Health care financing is the policy issue that just won’t go away.
Democratic presidential candidate Bill Bradley is making it a centerpiece of his campaign, and Congress just passed compromise “Patients Bill of Rights” legislation specifying what patients can and can’t do in relation to their health insurer or health maintenance organization.
Let me interject a suggestion of my own: End the tax exemption for all employer-provided benefits such as health coverage.
It would improve both the efficiency and fairness of the U.S. economy. And it could be done without increasing the effective tax burden on households.
A little history lesson helps understand the inane character of the current system.
Few companies provided benefits before World War II. During that war, the government imposed wage and price controls. Labor markets were extremely tight, and companies with their books full of war production contracts could not bid up wages to get needed workers. So they offered noncash fringe benefits was a way to evade the government’s wage controls.
The government cooperated by not treating the value of the benefits as taxable income.
Today, many people think employer-provided noncash benefits come out of corporate profits rather than holding down wages.

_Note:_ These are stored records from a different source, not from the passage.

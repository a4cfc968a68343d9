//! Core domain traits

use crate::score::Score;

/// Marker trait for planning solutions.
///
/// A planning solution represents both the problem definition and the
/// (potentially partial) plan. It contains:
/// - Problem facts: Immutable input data (locations, driving times)
/// - Planning entities: Things to be optimized (vehicles and their visits)
/// - Score: The quality of the current plan
///
/// # Example
///
/// ```
/// use routeforge_core::{HardSoftScore, PlanningSolution};
///
/// #[derive(Clone)]
/// struct Tour {
///     stops: Vec<usize>,
///     score: Option<HardSoftScore>,
/// }
///
/// impl PlanningSolution for Tour {
///     type Score = HardSoftScore;
///
///     fn score(&self) -> Option<Self::Score> {
///         self.score
///     }
///
///     fn set_score(&mut self, score: Option<Self::Score>) {
///         self.score = score;
///     }
/// }
/// ```
///
/// # Thread Safety
///
/// Planning solutions must be `Send + Sync` so independent sessions can run
/// on separate threads.
pub trait PlanningSolution: Clone + Send + Sync + 'static {
    /// The score type used to evaluate this solution.
    type Score: Score;

    /// Returns the current score of this solution, if calculated.
    ///
    /// Returns `None` if the solution has not been scored yet.
    fn score(&self) -> Option<Self::Score>;

    /// Sets the score of this solution.
    fn set_score(&mut self, score: Option<Self::Score>);

    /// Returns true if this solution is fully initialized.
    ///
    /// A solution is initialized when all planning variables have been assigned.
    fn is_initialized(&self) -> bool {
        true
    }
}
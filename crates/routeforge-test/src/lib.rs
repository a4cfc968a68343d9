//! Shared test fixtures for RouteForge crates.
//!
//! This crate provides plans, mutations and listeners for testing.
//! It does NOT depend on `routeforge-scoring` to avoid circular dependencies.
//!
//! - [`brno`] - The three Brno locations and a small hand-checked plan
//! - [`random`] - Seeded random plans and chain mutations
//! - [`listener`] - A listener that records every notification
//!
//! # Usage
//!
//! Add as a dev-dependency in your crate's `Cargo.toml`:
//!
//! ```toml
//! [dev-dependencies]
//! routeforge-test = { workspace = true }
//! ```
//!
//! Then import the fixtures you need:
//!
//! ```ignore
//! use routeforge_test::{brno_plan, random_mutation, random_plan, seeded_rng};
//! ```

pub mod brno;
pub mod listener;
pub mod random;

// Re-export commonly used items at crate root for convenience
pub use brno::{brno_plan, HOUR, LOCATION_1, LOCATION_2, LOCATION_3};
pub use listener::{Notification, RecordingListener};
pub use random::{random_mutation, random_plan, seeded_rng, Mutation};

But economic theory and studies show that noncash fringe benefits largely do reduce wages, not profits.
But the tax-exempt status of such benefits still provides an incentive for compensating employees in this form rather than in cash. The government effectively picks up a third of the cost of health and dental care for middle-class wage and salaried employees.

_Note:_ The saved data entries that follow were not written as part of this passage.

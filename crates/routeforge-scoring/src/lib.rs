//! Constraint scoring for RouteForge.
//!
//! This crate scores a [`RoutePlan`](routeforge_routing::RoutePlan):
//! - The three routing constraints and a bulk pass over the plan
//!   ([`calculate_score`])
//! - Score directors that listen to variable changes
//!   ([`EasyScoreDirector`], [`IncrementalScoreDirector`])
//! - Score explanation with per-match justifications ([`explain`])

pub mod analysis;
pub mod constraints;
pub mod director;

#[cfg(test)]
mod analysis_tests;

pub use analysis::{
    explain, format_travel_time, ConstraintAnalysis, ConstraintJustification, ConstraintMatch,
    EntityRef, ScoreExplanation,
};
pub use constraints::{calculate_score, RoutingConstraint, CONSTRAINT_PACKAGE};
pub use director::{EasyScoreDirector, IncrementalScoreDirector, ScoreDirector};
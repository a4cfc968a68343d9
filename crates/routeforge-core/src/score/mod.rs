//! Score types for representing plan quality
//!
//! Scores are used to compare plans and guide the optimizer. All score types
//! are immutable and implement arithmetic operations.

mod hard_soft;
mod traits;


pub use hard_soft::HardSoftScore;
pub use traits::{ParseableScore, Score, ScoreParseError};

This unfortunately inserts a wedge between the health care provider/insurer and the ultimate consumer.
Positioning employers as intermediaries leads to inefficiency and dissatisfied consumers. Many people can’t choose the level of coverage and the provider they would prefer; they have to take what their employer offers. Some can choose from a menu of two or three providers, but such options are becoming rarer. If someone is dissatisfied with her car insurance, she can buy it from another company. But if she does not like her health coverage, she often has little choice unless she seeks another job.
Placing the employer between consumer and provider reduces the flow of information to the provider about how satisfied users are. It reduces effective competition for business and thus hurts the efficiency of resource use.

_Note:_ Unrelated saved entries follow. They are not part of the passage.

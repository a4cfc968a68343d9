//! The vehicle routing constraints and the bulk score calculation.
//!
//! - `vehicleCapacity` (hard): demand on a route beyond the vehicle capacity
//! - `serviceFinishedAfterMaxEndTime` (hard): minutes of service past the
//!   visit's window
//! - `minimizeTravelTime` (soft): seconds driven per vehicle, depot to depot

use routeforge_core::{ConstraintRef, HardSoftScore, ImpactType};
use routeforge_routing::{RoutePlan, Visit};

/// Package of every routing constraint.
pub const CONSTRAINT_PACKAGE: &str = "vehiclerouting";

/// The constraints a routing plan is scored against.
#[derive(Debug, Clone, Copy, PartialEq, Eq, Hash)]
pub enum RoutingConstraint {
    VehicleCapacity,
    ServiceFinishedAfterMaxEndTime,
    MinimizeTravelTime,
}

impl RoutingConstraint {
    /// All constraints, hard first.
    pub const ALL: [RoutingConstraint; 3] = [
        RoutingConstraint::VehicleCapacity,
        RoutingConstraint::ServiceFinishedAfterMaxEndTime,
        RoutingConstraint::MinimizeTravelTime,
    ];

    pub fn name(self) -> &'static str {
        match self {
            RoutingConstraint::VehicleCapacity => "vehicleCapacity",
            RoutingConstraint::ServiceFinishedAfterMaxEndTime => "serviceFinishedAfterMaxEndTime",
            RoutingConstraint::MinimizeTravelTime => "minimizeTravelTime",
        }
    }

    pub fn constraint_ref(self) -> ConstraintRef {
        ConstraintRef::new(CONSTRAINT_PACKAGE, self.name())
    }

    /// Score of a single unit of match weight.
    pub fn weight(self) -> HardSoftScore {
        if self.is_hard() {
            HardSoftScore::ONE_HARD
        } else {
            HardSoftScore::ONE_SOFT
        }
    }

    pub fn is_hard(self) -> bool {
        !matches!(self, RoutingConstraint::MinimizeTravelTime)
    }

    pub fn impact_type(self) -> ImpactType {
        ImpactType::Penalty
    }

    /// Score impact of a match with the given weight.
    pub fn impact(self, match_weight: i64) -> HardSoftScore {
        self.weight().scale(self.impact_type().apply(match_weight))
    }
}

/// Demand beyond capacity on a vehicle's route, or 0.
pub fn capacity_overrun(plan: &RoutePlan, vehicle_idx: usize) -> i64 {
    plan.vehicle(vehicle_idx).map_or(0, |vehicle| {
        (plan.total_demand(vehicle_idx) - vehicle.capacity).max(0)
    })
}

/// Lateness penalty of a visit in minutes; 0 for unplaced visits.
#[inline]
pub fn service_delay(visit: &Visit) -> i64 {
    visit.service_finished_delay_in_minutes()
}

/// Seconds a vehicle drives; 0 for an empty route.
#[inline]
pub fn travel_time(plan: &RoutePlan, vehicle_idx: usize) -> i64 {
    plan.total_driving_time_seconds(vehicle_idx)
}

/// Scores the whole plan in one pass.
///
/// # Examples
///
/// ```
/// use routeforge_routing::{HaversineDrivingTimeCalculator, Location, RoutePlan, Vehicle, Visit};
/// use routeforge_scoring::calculate_score;
/// use routeforge_core::HardSoftScore;
///
/// let depot = Location::new(49.288087, 16.562172);
/// let plan = RoutePlan::with_calculator(
///     "demo",
///     vec![Vehicle::new("1", 10, depot, 0).with_visits(vec![0])],
///     vec![Visit::new("2", "John", Location::new(49.190922, 16.624466)).with_demand(12)],
///     &HaversineDrivingTimeCalculator::default(),
/// )
/// .unwrap();
///
/// assert_eq!(calculate_score(&plan), HardSoftScore::of(-2, -2 * 843));
/// ```
pub fn calculate_score(plan: &RoutePlan) -> HardSoftScore {
    let mut score = HardSoftScore::ZERO;
    for vehicle_idx in 0..plan.vehicles().len() {
        score = score
            + RoutingConstraint::VehicleCapacity.impact(capacity_overrun(plan, vehicle_idx))
            + RoutingConstraint::MinimizeTravelTime.impact(travel_time(plan, vehicle_idx));
    }
    for visit in plan.visits() {
        score = score + RoutingConstraint::ServiceFinishedAfterMaxEndTime.impact(service_delay(visit));
    }
    score
}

The system also discriminates against the poorer third of workers. Managing employer-provided health care is administratively more difficult and expensive for small firms, so they tend not to offer it. People who work for the large organizations that offer employer-provided health benefits tend to have higher incomes than those who work for smaller firms. So the bulk of the government subsidy through the tax exemption largely goes to the wealthier half of society rather than the poorer one.
Democrats should oppose this income transfer from poorer to richer on principle, and if Republicans are really against the whole idea of government transferring income, they should, too. That tax-free status continues is testimony to the fact that it is most beneficial to middle-class voters.
Removing the tax-exempt status of employer-provided benefits would not solve all the problems in U.S. health care financing, but it would be a useful first step.
Taxpayers might object to losing a break, but there are many ways the tax code could be changed to make up the difference.
Many people would welcome the ability to choose their own provider and level of coverage.
Look at household satisfaction with Lutheran Brotherhood, Teachers Insurance and Annuity Association (TIAA) or the Uniformed Services Automobile Association (USAA).
There are many other issues, such as ensuring universal coverage, dealing with free riders, uniform rules regarding pre-existing conditions, and so forth. But both efficiency and fairness would increase if households purchased health care coverage the same way they purchase other important goods and services: by going out in the marketplace and dealing directly with those selling such services.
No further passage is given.